Gervasio Meschengieser ha extraído el sentido de su vida de la música y la literatura, así como otros lo obtienen de la fe y la religión; aunque esto no lo salvaba. Traigo un tramo de la novela al respecto: “Sabrina tiene razón. Él es un burgués reprimido. Es un tipo que cree que porque abrazó la causa del rock, las estupideces del rock, se cree a salvo. Salvado e intocable. Pero el rock, como toda religión, tiene las manos llenas de sangre. De muertes y muertos. De mentiras e infamias. De conspiraciones y emboscadas. De retrocesos y más retrocesos. De acomodos y acomodados”.
Si bien Qué hago con la noche puede ser leída desde la perspectiva de la cultura rock y su extinción, se acerca más a una reflexión alrededor de la soledad, el arraigo y el olvido. Según Rodrigo Manigot, cantante de Ella es tan Cargosa y con una serie de libros de autoficción en su haber, Qué hago con la noche “indaga en los dreams no over, los dreams que se fueron deformando en la atmósfera. Me da la sensación de que un dron siguiera la trayectoria de uno de esos globos navideños, pero no cuando pasan de noche frente a nuestros ojos y nos deslumbran, sino después, cuando se pierden, cuando ya no le importan a nadie, cuando empiezan a desarmarse y a caer”.

En ese punto, recuerdo una descripción de un personaje del narrador chileno Alberto Fuguet –quien se encargó de la presentación de Qué hago con la noche una noche de julio pasado en la librería porteña Fetiche– en un relato como "Nosotros“, incluido en la antología Juntos y solos (Ediciones UDP, 2010): “La gente tiende a querer vidas parecidas a las del resto. Yo ya he vivido, y quizás he vivido más que el resto. La idea es estar sin estar del todo, de desaparecer sin tener que tomar decisiones drásticas, de irme del país sin salir de la ciudad.”

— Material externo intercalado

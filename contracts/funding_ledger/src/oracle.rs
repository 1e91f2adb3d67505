//! # Price oracle interface
//!
//! The ledger values deposits through an external oracle contract that
//! reports the asset's USD price as a fixed-point integer. Any contract that
//! implements [`PriceOracle`] can be used as the price feed.

use soroban_sdk::{contractclient, contracttype, log, Address, Env};

use crate::Error;

/// Oldest price (in seconds, relative to the ledger timestamp) still accepted.
pub const MAX_PRICE_AGE: u64 = 3_600;

/// Finest price precision accepted from a feed.
pub const MAX_PRICE_DECIMALS: u32 = 18;

/// A single price report.
#[contracttype]
#[derive(Clone, Debug, Eq, PartialEq)]
pub struct PriceData {
    /// USD per whole asset unit, scaled by `10^decimals`.
    pub price: i128,
    /// Fixed-point precision of `price`.
    pub decimals: u32,
    /// Ledger timestamp at which the price was last updated.
    pub timestamp: u64,
}

#[contractclient(name = "PriceOracleClient")]
pub trait PriceOracle {
    /// Return the most recent asset/USD price.
    fn latest_price(env: Env) -> PriceData;
}

/// Query `feed` and validate the report.
///
/// A failed call, a non-positive price, a report older than
/// [`MAX_PRICE_AGE`] or one with more than [`MAX_PRICE_DECIMALS`] decimals
/// all surface as `Error::OracleUnavailable`.
pub fn latest_price(env: &Env, feed: &Address) -> Result<PriceData, Error> {
    let client = PriceOracleClient::new(env, feed);
    let report = match client.try_latest_price() {
        Ok(Ok(report)) => report,
        _ => {
            log!(env, "price feed call failed");
            return Err(Error::OracleUnavailable);
        }
    };

    if report.price <= 0 {
        log!(env, "non-positive price: {}", report.price);
        return Err(Error::OracleUnavailable);
    }

    if report.decimals > MAX_PRICE_DECIMALS {
        log!(env, "unsupported price precision: {}", report.decimals);
        return Err(Error::OracleUnavailable);
    }

    let age = env.ledger().timestamp().saturating_sub(report.timestamp);
    if age > MAX_PRICE_AGE {
        log!(env, "stale price, age {}s", age);
        return Err(Error::OracleUnavailable);
    }

    Ok(report)
}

Ese “estar sin estar del todo” sobrevuela a lo largo de las doscientas cuarenta páginas del texto. Como si Gervasio, al convivir con la decisión de desaparecer de la escena –un gesto que le genera tanto paz como angustia; él queda afuera de una gran industria donde al fin de cuentas es un engranaje más y no una figura imprescindible–, no estuviese haciendo otra cosa que dando comienzo al final de su historia. Por eso el peso como el desequilibrio que implica dejar un legado y cierta reconciliación con esa perspectiva.

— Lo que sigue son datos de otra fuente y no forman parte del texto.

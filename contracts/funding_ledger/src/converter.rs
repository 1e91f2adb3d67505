//! # Value conversion
//!
//! Converts a raw asset amount into its USD value, expressed as an
//! 18-decimal fixed-point integer.
//!
//! ```text
//! usd = amount * price * 10^18 / 10^(price.decimals + asset_decimals)
//! ```
//!
//! For an 18-decimal asset this reduces to
//! `amount * (price * 10^(18 - price.decimals)) / 10^18`.
//!
//! The intermediate product is computed with the host's unsigned 256-bit
//! integer, and the division (if any) always comes after every
//! multiplication so no precision is lost before the final step.
//!
//! Every path returns a typed error instead of trapping: the scale-up is
//! done in `u128` once the product is known to fit, and a divisor too large
//! for 256 bits is never built.

use soroban_sdk::{Env, U256};

use crate::oracle::PriceData;
use crate::Error;

/// Fixed-point precision of every USD value produced by this module.
pub const USD_DECIMALS: u32 = 18;

/// Largest `n` with `10^n` representable in a `U256`. Any `amount * price`
/// product (both below 2^127) is smaller than `10^MAX_U256_EXP10`.
const MAX_U256_EXP10: u32 = 77;

/// Value `amount` (in the asset's smallest unit) in 18-decimal USD.
pub fn to_usd(
    env: &Env,
    amount: i128,
    asset_decimals: u32,
    price: &PriceData,
) -> Result<i128, Error> {
    if amount < 0 {
        return Err(Error::InvalidAmount);
    }
    if price.price <= 0 {
        return Err(Error::OracleUnavailable);
    }

    let product =
        U256::from_u128(env, amount as u128).mul(&U256::from_u128(env, price.price as u128));

    let source_decimals = price
        .decimals
        .checked_add(asset_decimals)
        .ok_or(Error::Overflow)?;

    let scaled = if source_decimals <= USD_DECIMALS {
        // A product past u128 can only grow, so it cannot fit i128 either.
        product
            .to_u128()
            .and_then(|value| value.checked_mul(10u128.pow(USD_DECIMALS - source_decimals)))
            .ok_or(Error::Overflow)?
    } else {
        let exp = source_decimals - USD_DECIMALS;
        if exp >= MAX_U256_EXP10 {
            0
        } else {
            product
                .div(&U256::from_u32(env, 10).pow(exp))
                .to_u128()
                .ok_or(Error::Overflow)?
        }
    };

    i128::try_from(scaled).map_err(|_| Error::Overflow)
}
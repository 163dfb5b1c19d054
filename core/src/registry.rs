//! Breaker registry and execution wrapper
//!
//! The registry owns one [`Breaker`] per service key and the shared
//! [`EventLog`]. Guarded calls go through [`BreakerRegistry::execute`]
//! (or [`execute_with`](BreakerRegistry::execute_with)), which never
//! propagates the call's error: every outcome is normalized into an
//! [`ExecutionResult`].

use crate::{
    builder::RegistryBuilder,
    callbacks::Callbacks,
    cancel::CancelToken,
    circuit::{Admission, Breaker, BreakerState, BreakerStats, CallOutcome},
    clock::{Clock, SystemClock},
    config::{BreakerConfig, BreakerConfigPatch},
    errors::ConfigError,
    events::{DEFAULT_EVENT_CAPACITY, Event, EventLog, FallbackReason},
};
use dashmap::DashMap;
use dashmap::mapref::entry::Entry;
use serde::Serialize;
use std::collections::BTreeMap;
use std::fmt;
use std::future::Future;
use std::sync::Arc;
use std::time::Duration;
use tokio::time::Instant;
use tracing::{debug, info, warn};

/// Default number of events returned by [`BreakerRegistry::events`]
pub const DEFAULT_EVENT_LIMIT: usize = 100;

/// Default lookback of [`BreakerRegistry::recent_events`]
pub const DEFAULT_RECENT_SECS: u64 = 60;

/// Context provided to fallback closures
#[derive(Debug, Clone)]
pub struct FallbackContext {
    pub service_key: String,
    pub reason: FallbackReason,
    /// Breaker state when the call was rejected or settled
    pub state: BreakerState,
    /// Rejected because a sibling breaker is open
    pub global: bool,
    pub error: Option<String>,
}

/// Type alias for fallback function
pub type FallbackFn<T> = Box<dyn FnOnce(&FallbackContext) -> T + Send>;

/// Options for a guarded call
pub struct CallOptions<T> {
    /// Override merged into the breaker's config before the call
    pub config: Option<BreakerConfigPatch>,
    /// Produces `data` whenever the result is a fallback
    pub fallback: Option<FallbackFn<T>>,
}

impl<T> Default for CallOptions<T> {
    fn default() -> Self {
        Self {
            config: None,
            fallback: None,
        }
    }
}

impl<T> CallOptions<T> {
    pub fn new() -> Self {
        Self::default()
    }

    pub fn with_config(mut self, patch: BreakerConfigPatch) -> Self {
        self.config = Some(patch);
        self
    }

    pub fn with_fallback<F>(mut self, f: F) -> Self
    where
        F: FnOnce(&FallbackContext) -> T + Send + 'static,
    {
        self.fallback = Some(Box::new(f));
        self
    }
}

impl<T> fmt::Debug for CallOptions<T> {
    fn fmt(&self, f: &mut fmt::Formatter<'_>) -> fmt::Result {
        f.debug_struct("CallOptions")
            .field("config", &self.config)
            .field("fallback", &self.fallback.as_ref().map(|_| "<closure>"))
            .finish()
    }
}

/// Structured result of a guarded call
#[derive(Debug, Clone, Serialize)]
#[serde(rename_all = "camelCase")]
pub struct ExecutionResult<T> {
    pub data: Option<T>,
    pub stats: BreakerStats,
    pub fallback_used: bool,
    #[serde(skip_serializing_if = "Option::is_none")]
    pub fallback_reason: Option<FallbackReason>,
    /// Wall time spent in the wrapper, in milliseconds
    pub duration: u64,
    #[serde(skip_serializing_if = "Option::is_none")]
    pub error: Option<String>,
}

impl<T> ExecutionResult<T> {
    fn fallback(
        ctx: FallbackContext,
        fallback: Option<FallbackFn<T>>,
        stats: BreakerStats,
        duration: u64,
    ) -> Self {
        let data = fallback.map(|f| f(&ctx));
        Self {
            data,
            stats,
            fallback_used: true,
            fallback_reason: Some(ctx.reason),
            duration,
            error: ctx.error,
        }
    }
}

/// Owner of every breaker and of the event trail
pub struct BreakerRegistry {
    defaults: BreakerConfig,
    breakers: DashMap<String, Arc<Breaker>>,
    events: Arc<EventLog>,
    clock: Arc<dyn Clock>,
    callbacks: Callbacks,
}

impl BreakerRegistry {
    /// Registry with default config, system clock and a 1000-event log
    pub fn new() -> Self {
        Self::from_parts(
            BreakerConfig::default(),
            DEFAULT_EVENT_CAPACITY,
            Arc::new(SystemClock::new()),
            Callbacks::new(),
        )
    }

    pub fn builder() -> RegistryBuilder {
        RegistryBuilder::new()
    }

    pub(crate) fn from_parts(
        defaults: BreakerConfig,
        event_capacity: usize,
        clock: Arc<dyn Clock>,
        callbacks: Callbacks,
    ) -> Self {
        Self {
            defaults,
            breakers: DashMap::new(),
            events: Arc::new(EventLog::with_capacity(event_capacity)),
            clock,
            callbacks,
        }
    }

    /// Config applied to breakers created from now on
    pub fn defaults(&self) -> &BreakerConfig {
        &self.defaults
    }

    /// Run `call` under the breaker for `service_key` with default options
    pub async fn execute<T, E, F, Fut>(&self, service_key: &str, call: F) -> ExecutionResult<T>
    where
        F: FnOnce(CancelToken) -> Fut,
        Fut: Future<Output = Result<T, E>>,
        E: fmt::Display,
    {
        self.execute_with(service_key, call, CallOptions::default())
            .await
    }

    /// Run `call` under the breaker for `service_key`
    ///
    /// The call races a deadline of `config.timeout` ms; if the deadline wins
    /// the call's future is dropped and its token cancelled.
    pub async fn execute_with<T, E, F, Fut>(
        &self,
        service_key: &str,
        call: F,
        options: CallOptions<T>,
    ) -> ExecutionResult<T>
    where
        F: FnOnce(CancelToken) -> Fut,
        Fut: Future<Output = Result<T, E>>,
        E: fmt::Display,
    {
        let started = Instant::now();
        let CallOptions { config, fallback } = options;
        let breaker = self.resolve(service_key, config.as_ref());
        let sibling_open = self.any_other_open(service_key);

        let permit = match breaker.admit(sibling_open) {
            Admission::Permitted(permit) => permit,
            Admission::Rejected { state, global } => {
                let ctx = FallbackContext {
                    service_key: service_key.to_string(),
                    reason: FallbackReason::Open,
                    state,
                    global,
                    error: None,
                };
                return ExecutionResult::fallback(
                    ctx,
                    fallback,
                    breaker.status(),
                    elapsed_ms(started),
                );
            }
        };

        let token = CancelToken::new();
        let timeout_ms = permit.timeout_ms;
        let settled = tokio::select! {
            result = call(token.clone()) => Some(result),
            () = tokio::time::sleep(Duration::from_millis(timeout_ms)) => None,
        };
        let duration = elapsed_ms(started);

        let (reason, error) = match settled {
            Some(Ok(data)) => {
                breaker.record(&permit, CallOutcome::Success { duration });
                drop(permit);
                return ExecutionResult {
                    data: Some(data),
                    stats: breaker.status(),
                    fallback_used: false,
                    fallback_reason: None,
                    duration,
                    error: None,
                };
            }
            Some(Err(err)) => {
                let message = err.to_string();
                breaker.record(
                    &permit,
                    CallOutcome::Failure {
                        error: &message,
                        duration,
                    },
                );
                (FallbackReason::Error, message)
            }
            None => {
                token.cancel();
                breaker.record(&permit, CallOutcome::Timeout { duration });
                (
                    FallbackReason::Timeout,
                    format!("Operation timed out after {}ms", timeout_ms),
                )
            }
        };
        drop(permit);

        let stats = breaker.status();
        debug!(service = %service_key, reason = reason.as_str(), %error, "returning fallback");
        let ctx = FallbackContext {
            service_key: service_key.to_string(),
            reason,
            state: stats.state,
            global: false,
            error: Some(error),
        };
        ExecutionResult::fallback(ctx, fallback, stats, duration)
    }

    /// Handle to the breaker for `service_key`, if one exists
    pub fn breaker(&self, service_key: &str) -> Option<Arc<Breaker>> {
        self.breakers
            .get(service_key)
            .map(|entry| Arc::clone(entry.value()))
    }

    pub fn breaker_status(&self, service_key: &str) -> Option<BreakerStats> {
        self.breaker(service_key).map(|breaker| breaker.status())
    }

    pub fn all_breaker_statuses(&self) -> BTreeMap<String, BreakerStats> {
        self.snapshot()
            .into_iter()
            .map(|breaker| (breaker.service_key().to_string(), breaker.status()))
            .collect()
    }

    /// Known service keys, sorted
    pub fn service_keys(&self) -> Vec<String> {
        let mut keys: Vec<String> = self
            .breakers
            .iter()
            .map(|entry| entry.key().clone())
            .collect();
        keys.sort();
        keys
    }

    /// Merge `patch` into an existing breaker's config
    ///
    /// Returns `Ok(None)` for an unknown key.
    pub fn update_breaker_config(
        &self,
        service_key: &str,
        patch: &BreakerConfigPatch,
    ) -> Result<Option<BreakerStats>, ConfigError> {
        let Some(breaker) = self.breaker(service_key) else {
            return Ok(None);
        };
        breaker.apply_patch(patch)?;
        info!(service = %service_key, ?patch, "breaker config updated");
        Ok(Some(breaker.status()))
    }

    /// Force one breaker back to Closed; returns whether the key exists
    pub fn reset_breaker(&self, service_key: &str) -> bool {
        match self.breaker(service_key) {
            Some(breaker) => {
                breaker.reset();
                true
            }
            None => false,
        }
    }

    pub fn reset_all_breakers(&self) {
        for breaker in self.snapshot() {
            breaker.reset();
        }
    }

    /// The `limit` most recent events (default 100), oldest first
    pub fn events(&self, limit: Option<usize>, service_key: Option<&str>) -> Vec<Event> {
        self.events
            .recent(limit.unwrap_or(DEFAULT_EVENT_LIMIT), service_key)
    }

    /// Events from the last `seconds` (default 60), oldest first
    pub fn recent_events(&self, seconds: Option<u64>, service_key: Option<&str>) -> Vec<Event> {
        let lookback = seconds.unwrap_or(DEFAULT_RECENT_SECS).saturating_mul(1000);
        let cutoff = self.clock.now_ms().saturating_sub(lookback);
        self.events.since(cutoff, service_key)
    }

    /// Drop every breaker and the event history
    pub fn clear(&self) {
        self.breakers.clear();
        self.events.clear();
    }

    fn resolve(&self, service_key: &str, patch: Option<&BreakerConfigPatch>) -> Arc<Breaker> {
        if let Some(existing) = self.breaker(service_key) {
            if let Some(patch) = patch {
                self.apply_override(&existing, patch);
            }
            return existing;
        }

        match self.breakers.entry(service_key.to_string()) {
            Entry::Occupied(entry) => {
                let existing = Arc::clone(entry.get());
                drop(entry);
                if let Some(patch) = patch {
                    self.apply_override(&existing, patch);
                }
                existing
            }
            Entry::Vacant(entry) => {
                let config = match patch {
                    Some(patch) => self.overridden_defaults(service_key, patch),
                    None => self.defaults.clone(),
                };
                let created = Arc::new(Breaker::new(
                    service_key,
                    config,
                    Arc::clone(&self.clock),
                    Arc::clone(&self.events),
                    self.callbacks.clone(),
                ));
                entry.insert(Arc::clone(&created));
                created
            }
        }
    }

    fn apply_override(&self, breaker: &Breaker, patch: &BreakerConfigPatch) {
        if let Err(err) = breaker.apply_patch(patch) {
            warn!(service = %breaker.service_key(), %err, "ignoring invalid config override");
        }
    }

    fn overridden_defaults(&self, service_key: &str, patch: &BreakerConfigPatch) -> BreakerConfig {
        let merged = self.defaults.merged(patch);
        match merged.validate() {
            Ok(()) => merged,
            Err(err) => {
                warn!(service = %service_key, %err, "ignoring invalid config override");
                self.defaults.clone()
            }
        }
    }

    /// Any sibling still inside its open period; never takes their core locks
    fn any_other_open(&self, service_key: &str) -> bool {
        let now = self.clock.now_ms();
        self.breakers
            .iter()
            .any(|entry| entry.key() != service_key && entry.value().is_open_at(now))
    }

    fn snapshot(&self) -> Vec<Arc<Breaker>> {
        let mut breakers: Vec<Arc<Breaker>> = self
            .breakers
            .iter()
            .map(|entry| Arc::clone(entry.value()))
            .collect();
        breakers.sort_by(|a, b| a.service_key().cmp(b.service_key()));
        breakers
    }
}

impl Default for BreakerRegistry {
    fn default() -> Self {
        Self::new()
    }
}

impl fmt::Debug for BreakerRegistry {
    fn fmt(&self, f: &mut fmt::Formatter<'_>) -> fmt::Result {
        f.debug_struct("BreakerRegistry")
            .field("defaults", &self.defaults)
            .field("breakers", &self.breakers.len())
            .field("events", &self.events.len())
            .field("event_capacity", &self.events.capacity())
            .field("clock", &self.clock)
            .field("callbacks", &self.callbacks)
            .finish()
    }
}

fn elapsed_ms(started: Instant) -> u64 {
    started.elapsed().as_millis() as u64
}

Diego Luque, un experto en marketing y nuevas tecnologías, posee una hipótesis que comparto: “Tal vez la moda del futuro no sea brillar más, sino decidir cuándo desaparecer. Porque parecería que en una cultura obsesionada con captar todo, lo verdaderamente disruptivo es escapar”. El gran tema, la punta del iceberg en esta Qué hago con la noche, es cómo convivir con ese correrse del centro de la escena y reconciliarse con el hecho de ser un hombre más, una persona simple y común. Alguien sencillo y transparente, “como el pueblo, como las buenas gentes”, como escribió Osvaldo Lamborghini.